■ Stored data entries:

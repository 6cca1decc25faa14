//! Installs the process-wide `tracing` subscriber.

use crate::errors::StartupError;
use std::{
    fs::{self, File},
    io,
    path::{Path, PathBuf},
    sync::Mutex,
};
use tracing_subscriber::EnvFilter;

/// Used when `RUST_LOG` is unset or invalid.
const DEFAULT_FILTER: &str = "info";

/// Sends logs to stderr, or to a new `<n>.log` in `log_dir`.
///
/// Call once, before the server starts.
pub fn init(log_dir: Option<&Path>) -> Result<(), StartupError> {
    let filter =
        EnvFilter::try_from_default_env().unwrap_or_else(|_| EnvFilter::new(DEFAULT_FILTER));
    let builder = tracing_subscriber::fmt()
        .with_env_filter(filter)
        .with_target(false);

    let installed = match log_dir {
        Some(dir) => {
            let (path, file) = log_file_path(dir)
                .and_then(|path| File::create(&path).map(|file| (path, file)))
                .map_err(|source| StartupError::LogDestination {
                    path: dir.to_path_buf(),
                    source,
                })?;

            let installed = builder
                .with_ansi(false)
                .with_writer(Mutex::new(file))
                .try_init();
            tracing::info!(path = %path.display(), "logging to file");
            installed
        }
        None => builder.with_writer(io::stderr).try_init(),
    };

    installed.map_err(|err| StartupError::Subscriber(err.to_string()))
}

/// Log files are numbered by how many entries `dir` already holds.
pub(crate) fn log_file_path(dir: &Path) -> io::Result<PathBuf> {
    let count = fs::read_dir(dir)?.count();
    Ok(dir.join(format!("{count}.log")))
}
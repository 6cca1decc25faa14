//! Compresses everything under `res/` and generates the resource table
//! included by `src/catalog.rs`.

use flate2::{write::GzEncoder, Compression};
use std::{
    env, fs,
    io::{self, Write},
    path::{Path, PathBuf},
};

const RES_DIR: &str = "res";

fn main() -> io::Result<()> {
    println!("cargo:rerun-if-changed={RES_DIR}");

    let out_dir = PathBuf::from(env::var_os("OUT_DIR").ok_or_else(|| {
        io::Error::new(io::ErrorKind::NotFound, "OUT_DIR is not set")
    })?);

    let mut files = Vec::new();
    collect(Path::new(RES_DIR), &mut files)?;

    let mut entries = files
        .into_iter()
        .map(|path| Ok((route(Path::new(RES_DIR), &path)?, path)))
        .collect::<io::Result<Vec<_>>>()?;
    entries.sort();

    let mut table = String::from("pub(crate) static RESOURCES: &[(&str, &[u8])] = &[\n");
    for (index, (route, path)) in entries.iter().enumerate() {
        println!("cargo:rerun-if-changed={}", path.display());

        let mut encoder = GzEncoder::new(Vec::new(), Compression::best());
        encoder.write_all(&fs::read(path)?)?;
        let compressed = out_dir.join(format!("resource_{index}.gz"));
        fs::write(&compressed, encoder.finish()?)?;

        table.push_str(&format!(
            "    ({route:?}, include_bytes!({:?})),\n",
            compressed.display().to_string()
        ));
    }
    table.push_str("];\n");

    fs::write(out_dir.join("resources.rs"), table)
}

fn collect(dir: &Path, files: &mut Vec<PathBuf>) -> io::Result<()> {
    for entry in fs::read_dir(dir)? {
        let path = entry?.path();
        if path.is_dir() {
            collect(&path, files)?;
        } else {
            files.push(path);
        }
    }
    Ok(())
}

/// `res/app/main.js` is served as `/app/main.js`, `res/index.html` as `/`.
fn route(root: &Path, path: &Path) -> io::Result<String> {
    let relative = path
        .strip_prefix(root)
        .map_err(|err| io::Error::new(io::ErrorKind::InvalidInput, err))?;
    let relative = relative
        .components()
        .map(|part| part.as_os_str().to_string_lossy())
        .collect::<Vec<_>>()
        .join("/");

    let route = format!("/{relative}");
    Ok(match route.strip_suffix("index.html") {
        Some(dir) => dir.to_string(),
        None => route,
    })
}
use std::{borrow::Cow, rc::Rc, sync::Arc};

/// A value that renders itself into a byte slice in one pass.
///
/// Rendering is split in two steps so a whole response can be assembled
/// without reallocating: [`max_size`](Format::max_size) gives a cheap upper
/// bound, the caller makes sure that much room is available, and
/// [`write_to`](Format::write_to) then writes the exact bytes.
///
/// Tuples of up to 16 `Format` values are themselves `Format`, written
/// left to right, which is how responses are described:
/// ```
/// use vocab_web::{format::Format, Buffer};
///
/// let mut out = Buffer::new();
/// out.put((b"content-length: ", 1024u32, "\r\n"));
/// assert_eq!(out.as_slice(), b"content-length: 1024\r\n");
/// ```
///
/// # Example
/// ```
/// use vocab_web::format::Format;
///
/// struct Flag(bool);
///
/// impl Format for Flag {
///     fn max_size(&self) -> usize {
///         5
///     }
///
///     fn write_to(&self, dst: &mut [u8]) -> usize {
///         let text: &[u8] = if self.0 { b"true" } else { b"false" };
///         dst[..text.len()].copy_from_slice(text);
///         text.len()
///     }
/// }
/// ```
pub trait Format {
    /// Upper bound on the number of bytes [`write_to`](Format::write_to) produces.
    fn max_size(&self) -> usize;

    /// Writes the value at the start of `dst` and returns the exact length written.
    ///
    /// `dst` holds at least [`max_size`](Format::max_size) bytes.
    fn write_to(&self, dst: &mut [u8]) -> usize;
}

#[inline(always)]
pub(crate) fn write_bytes(value: &[u8], dst: &mut [u8]) -> usize {
    dst[..value.len()].copy_from_slice(value);
    value.len()
}

#[inline(always)]
fn str_bytes(value: &str) -> &[u8] {
    value.as_bytes()
}

#[inline(always)]
fn slice_bytes(value: &[u8]) -> &[u8] {
    value
}

macro_rules! impl_format_bytes {
    ($as_bytes:ident => $($t:ty),*) => {
        $(impl Format for $t {
            #[inline(always)]
            fn max_size(&self) -> usize {
                $as_bytes(self).len()
            }

            #[inline(always)]
            fn write_to(&self, dst: &mut [u8]) -> usize {
                write_bytes($as_bytes(self), dst)
            }
        })*
    };
}

impl<T: Format + ?Sized> Format for &T {
    #[inline(always)]
    fn max_size(&self) -> usize {
        T::max_size(*self)
    }

    #[inline(always)]
    fn write_to(&self, dst: &mut [u8]) -> usize {
        T::write_to(*self, dst)
    }
}

impl_format_bytes! { str_bytes => str, String, Box<str>, Cow<'_, str>, Arc<str>, Rc<str> }
impl_format_bytes! { slice_bytes => [u8], Vec<u8>, Box<[u8]>, Cow<'_, [u8]>, Arc<[u8]>, Rc<[u8]> }

impl<const N: usize> Format for [u8; N] {
    #[inline(always)]
    fn max_size(&self) -> usize {
        N
    }

    #[inline(always)]
    fn write_to(&self, dst: &mut [u8]) -> usize {
        write_bytes(self, dst)
    }
}

impl Format for () {
    #[inline(always)]
    fn max_size(&self) -> usize {
        0
    }

    #[inline(always)]
    fn write_to(&self, _: &mut [u8]) -> usize {
        0
    }
}

macro_rules! impl_format_tuple {
    ($($name:ident)+) => {
        impl<$($name: Format),+> Format for ($($name,)+) {
            #[inline(always)]
            #[allow(non_snake_case)]
            fn max_size(&self) -> usize {
                let ($($name,)+) = self;
                0 $(+ $name.max_size())+
            }

            #[inline(always)]
            #[allow(non_snake_case)]
            fn write_to(&self, dst: &mut [u8]) -> usize {
                let ($($name,)+) = self;
                let mut len = 0;
                $(len += $name.write_to(&mut dst[len..]);)+
                len
            }
        }
    };
}

impl_format_tuple! { A }
impl_format_tuple! { A B }
impl_format_tuple! { A B C }
impl_format_tuple! { A B C D }
impl_format_tuple! { A B C D E }
impl_format_tuple! { A B C D E F }
impl_format_tuple! { A B C D E F G }
impl_format_tuple! { A B C D E F G H }
impl_format_tuple! { A B C D E F G H I }
impl_format_tuple! { A B C D E F G H I J }
impl_format_tuple! { A B C D E F G H I J K }
impl_format_tuple! { A B C D E F G H I J K L }
impl_format_tuple! { A B C D E F G H I J K L M }
impl_format_tuple! { A B C D E F G H I J K L M N }
impl_format_tuple! { A B C D E F G H I J K L M N O }
impl_format_tuple! { A B C D E F G H I J K L M N O P }
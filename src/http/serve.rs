//! Turns a parsed request into a complete response in the send buffer.

use crate::{
    buffer::Buffer,
    errors::Rejection,
    format::{Format, Now},
    http::{
        request::Message,
        types::{Method, StatusCode, Version},
    },
};
use memchr::memchr3_iter;

/// Content found for a request target.
#[derive(Debug, Clone, Copy, PartialEq, Eq)]
pub struct Content<'a> {
    pub body: &'a [u8],
    /// Media type without parameters, e.g. `text/html`.
    pub content_type: &'a str,
    /// A complete header line ending in `\r\n`, or empty.
    pub extra_header: &'a str,
}

/// Looks up the content for a request target.
///
/// # Example
/// ```
/// use vocab_web::{Content, Resolve};
///
/// struct Hello;
///
/// impl Resolve for Hello {
///     fn resolve(&self, target: &[u8]) -> Option<Content<'_>> {
///         (target == b"/").then_some(Content {
///             body: b"hello",
///             content_type: "text/plain",
///             extra_header: "",
///         })
///     }
/// }
/// ```
pub trait Resolve: Send + Sync + 'static {
    fn resolve(&self, target: &[u8]) -> Option<Content<'_>>;
}

/// What [`serve`] answered with.
#[derive(Debug, Clone, Copy, PartialEq, Eq)]
pub enum Served {
    Content,
    NotFound,
    Rejected(Rejection),
}

impl Served {
    /// Rejections announce `connection: close`.
    #[inline]
    pub const fn closes_connection(&self) -> bool {
        matches!(self, Self::Rejected(_))
    }

    #[inline]
    pub const fn status(&self) -> StatusCode {
        match self {
            Self::Content => StatusCode::Ok,
            Self::NotFound => StatusCode::NotFound,
            Self::Rejected(Rejection::BadRequest) => StatusCode::BadRequest,
            Self::Rejected(Rejection::VersionNotSupported) => StatusCode::HttpVersionNotSupported,
        }
    }
}

const NOT_FOUND_HEAD: &[u8] = b"<!DOCTYPE html><meta charset=utf-8><title>Error 404 (Not Found)</title>\
<p><b>404</b> Not Found.<p>The resource <code>";
const NOT_FOUND_TAIL: &[u8] = b"</code> was not found.";

/// How much of the target is echoed back in the not-found page.
const ECHOED_TARGET: usize = 100;

/// Writes the response to `request` into `out`, replacing its contents.
///
/// `keep_alive_secs` is advertised in the `keep-alive` header of
/// successful responses.
pub fn serve<R: Resolve + ?Sized>(
    request: &Message<'_>,
    resolver: &R,
    keep_alive_secs: u32,
    out: &mut Buffer,
) -> Served {
    let rejection = match (request.method(), request.version()) {
        (Method::Err, _) => Rejection::BadRequest,
        (_, Version::Err) => Rejection::VersionNotSupported,
        (Method::Get, _) => {
            let target = request.target();
            return match resolver.resolve(target) {
                Some(content) => {
                    write_content(&content, keep_alive_secs, out);
                    Served::Content
                }
                None => {
                    write_not_found(target, out);
                    Served::NotFound
                }
            };
        }
        _ => Rejection::BadRequest,
    };

    out.put(rejection.as_http());
    Served::Rejected(rejection)
}

#[inline]
fn write_content(content: &Content<'_>, keep_alive_secs: u32, out: &mut Buffer) {
    out.put((
        StatusCode::Ok.status_line(),
        b"connection: keep-alive\r\ncontent-type: ",
        content.content_type,
        b"; charset=UTF-8\r\ndate: ",
        Now,
        b"\r\ncontent-length: ",
        content.body.len(),
        b"\r\nkeep-alive: timeout=",
        keep_alive_secs,
        b"\r\n",
        content.extra_header,
        b"\r\n",
        content.body,
    ));
}

#[inline]
fn write_not_found(target: &[u8], out: &mut Buffer) {
    let echoed = Escaped(&target[..target.len().min(ECHOED_TARGET)]);
    let body_len = NOT_FOUND_HEAD.len() + echoed.escaped_len() + NOT_FOUND_TAIL.len();

    out.put((
        StatusCode::NotFound.status_line(),
        b"content-type: text/html; charset=UTF-8\r\ncontent-length: ",
        body_len,
        b"\r\ndate: ",
        Now,
        b"\r\n\r\n",
        NOT_FOUND_HEAD,
        echoed,
        NOT_FOUND_TAIL,
    ));
}

/// Bytes with `<`, `>` and `&` replaced by their HTML entities.
#[derive(Debug, Clone, Copy)]
pub(crate) struct Escaped<'a>(pub(crate) &'a [u8]);

impl Escaped<'_> {
    #[inline]
    fn entity(byte: u8) -> &'static [u8] {
        match byte {
            b'<' => b"&lt;",
            b'>' => b"&gt;",
            _ => b"&amp;",
        }
    }

    /// The exact rendered length.
    pub(crate) fn escaped_len(&self) -> usize {
        self.0.len()
            + memchr3_iter(b'<', b'>', b'&', self.0)
                .map(|pos| Self::entity(self.0[pos]).len() - 1)
                .sum::<usize>()
    }
}

impl Format for Escaped<'_> {
    #[inline]
    fn max_size(&self) -> usize {
        self.0.len() * 5
    }

    fn write_to(&self, dst: &mut [u8]) -> usize {
        let src = self.0;
        let (mut from, mut len) = (0, 0);

        for pos in memchr3_iter(b'<', b'>', b'&', src) {
            len += src[from..pos].write_to(&mut dst[len..]);
            len += Self::entity(src[pos]).write_to(&mut dst[len..]);
            from = pos + 1;
        }
        len + src[from..].write_to(&mut dst[len..])
    }
}

#[cfg(test)]
mod tests {
    use super::*;
    use crate::{
        http::{headers::HeaderStore, request::RequestHead},
        tools::*,
    };

    struct Table;

    impl Resolve for Table {
        fn resolve(&self, target: &[u8]) -> Option<Content<'_>> {
            match target {
                b"/a.js" => Some(Content {
                    body: b"x();",
                    content_type: "text/javascript",
                    extra_header: "content-encoding: gzip\r\n",
                }),
                b"/plain" => Some(Content {
                    body: b"",
                    content_type: "text/plain",
                    extra_header: "",
                }),
                _ => None,
            }
        }
    }

    fn respond(req: &str) -> (Served, String) {
        let mut bytes = req.as_bytes().to_vec();
        let mut store = HeaderStore::new();
        let message = RequestHead::new(&mut bytes).unwrap().parse(&mut store);

        let mut out = Buffer::with_capacity(64);
        let served = serve(&message, &Table, 5, &mut out);
        (served, str_op(out.as_slice()).to_string())
    }

    /// Replaces the 29-byte date after `date: ` with a fixed marker.
    fn mask_date(response: &str) -> String {
        let at = response.find("date: ").expect("date header") + 6;
        let date = &response[at..at + 29];
        assert!(date.ends_with(" GMT"), "{date}");
        format!("{}<date>{}", &response[..at], &response[at + 29..])
    }

    #[test]
    fn found() {
        let (served, response) = respond("GET /a.js HTTP/1.1\r\nHost: x\r\n\r\n");
        assert_eq!(served, Served::Content);
        assert_eq!(
            mask_date(&response),
            "HTTP/1.1 200 OK\r\n\
             connection: keep-alive\r\n\
             content-type: text/javascript; charset=UTF-8\r\n\
             date: <date>\r\n\
             content-length: 4\r\n\
             keep-alive: timeout=5\r\n\
             content-encoding: gzip\r\n\
             \r\n\
             x();"
        );
    }

    #[test]
    fn found_without_extra_header() {
        let (served, response) = respond("GET /plain HTTP/1.0\r\n\r\n");
        assert_eq!(served, Served::Content);
        assert!(mask_date(&response).ends_with(
            "content-length: 0\r\nkeep-alive: timeout=5\r\n\r\n"
        ));
    }

    #[test]
    fn not_found() {
        let (served, response) = respond("GET /nope HTTP/1.1\r\n\r\n");
        let body = "<!DOCTYPE html><meta charset=utf-8><title>Error 404 (Not Found)</title>\
                    <p><b>404</b> Not Found.<p>The resource <code>/nope</code> was not found.";

        assert_eq!(served, Served::NotFound);
        assert_eq!(
            mask_date(&response),
            format!(
                "HTTP/1.1 404 Not Found\r\n\
                 content-type: text/html; charset=UTF-8\r\n\
                 content-length: {}\r\n\
                 date: <date>\r\n\
                 \r\n\
                 {body}",
                body.len()
            )
        );
    }

    #[test]
    fn not_found_echoes_target() {
        #[rustfmt::skip]
        let cases = [
            ("GET /missing HTTP/1.1\r\n\r\n", "<code>/missing</code>"),
            ("GET /<bad> HTTP/1.1\r\n\r\n",   "<code>/&lt;bad&gt;</code>"),
        ];

        for (req, echoed) in cases {
            let (served, response) = respond(req);
            assert_eq!(served, Served::NotFound);
            assert!(response.starts_with("HTTP/1.1 404 Not Found\r\n"));
            assert!(response.contains(echoed), "{response}");
        }
    }

    #[test]
    fn not_found_escapes_and_truncates() {
        let long = format!("/<b>&{}", "x".repeat(200));
        let (_, response) = respond(&format!("GET {long} HTTP/1.1\r\n\r\n"));

        let echoed = format!("/&lt;b&gt;&amp;{}", "x".repeat(100 - 5));
        assert!(response.contains(&format!("<code>{echoed}</code>")), "{response}");

        let (head, body) = response.split_once("\r\n\r\n").unwrap();
        assert!(head.contains(&format!("content-length: {}\r\n", body.len())));
    }

    #[test]
    fn rejections() {
        #[rustfmt::skip]
        let cases = [
            ("FOO / HTTP/1.1\r\n\r\n", Rejection::BadRequest),
            ("GET / HTTP/2.0\r\n\r\n", Rejection::VersionNotSupported),
            ("GET / HTTP/0.9\r\n\r\n", Rejection::VersionNotSupported),
            ("FOO / HTTP/2.0\r\n\r\n", Rejection::BadRequest),
            ("POST /a.js HTTP/1.1\r\n\r\n", Rejection::BadRequest),
            ("HEAD /a.js HTTP/1.1\r\n\r\n", Rejection::BadRequest),
            ("DELETE / HTTP/1.0\r\n\r\n", Rejection::BadRequest),
        ];

        for (req, rejection) in cases {
            let (served, response) = respond(req);
            assert_eq!(served, Served::Rejected(rejection));
            assert!(served.closes_connection());
            assert_eq!(response.as_bytes(), rejection.as_http());
        }
    }

    #[test]
    fn status_of_outcome() {
        assert_eq!(Served::Content.status(), StatusCode::Ok);
        assert_eq!(Served::NotFound.status(), StatusCode::NotFound);
        assert_eq!(
            Served::Rejected(Rejection::VersionNotSupported).status(),
            StatusCode::HttpVersionNotSupported
        );
        assert!(!Served::NotFound.closes_connection());
    }

    #[test]
    fn escaping() {
        #[rustfmt::skip]
        let cases: [(&[u8], &str); 5] = [
            (b"plain", "plain"),
            (b"<>&", "&lt;&gt;&amp;"),
            (b"a<b>c&d", "a&lt;b&gt;c&amp;d"),
            (b"&&", "&amp;&amp;"),
            (b"", ""),
        ];

        for (src, expected) in cases {
            let escaped = Escaped(src);
            let mut dst = vec![0u8; escaped.max_size()];
            let len = escaped.write_to(&mut dst);

            assert_eq!(str_op(&dst[..len]), expected);
            assert_eq!(escaped.escaped_len(), expected.len());
        }
    }
}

■ Task requirements: Check each line in the records for the word "DOCTYPE" and say how many have it, with nothing else.

■ The answer: 2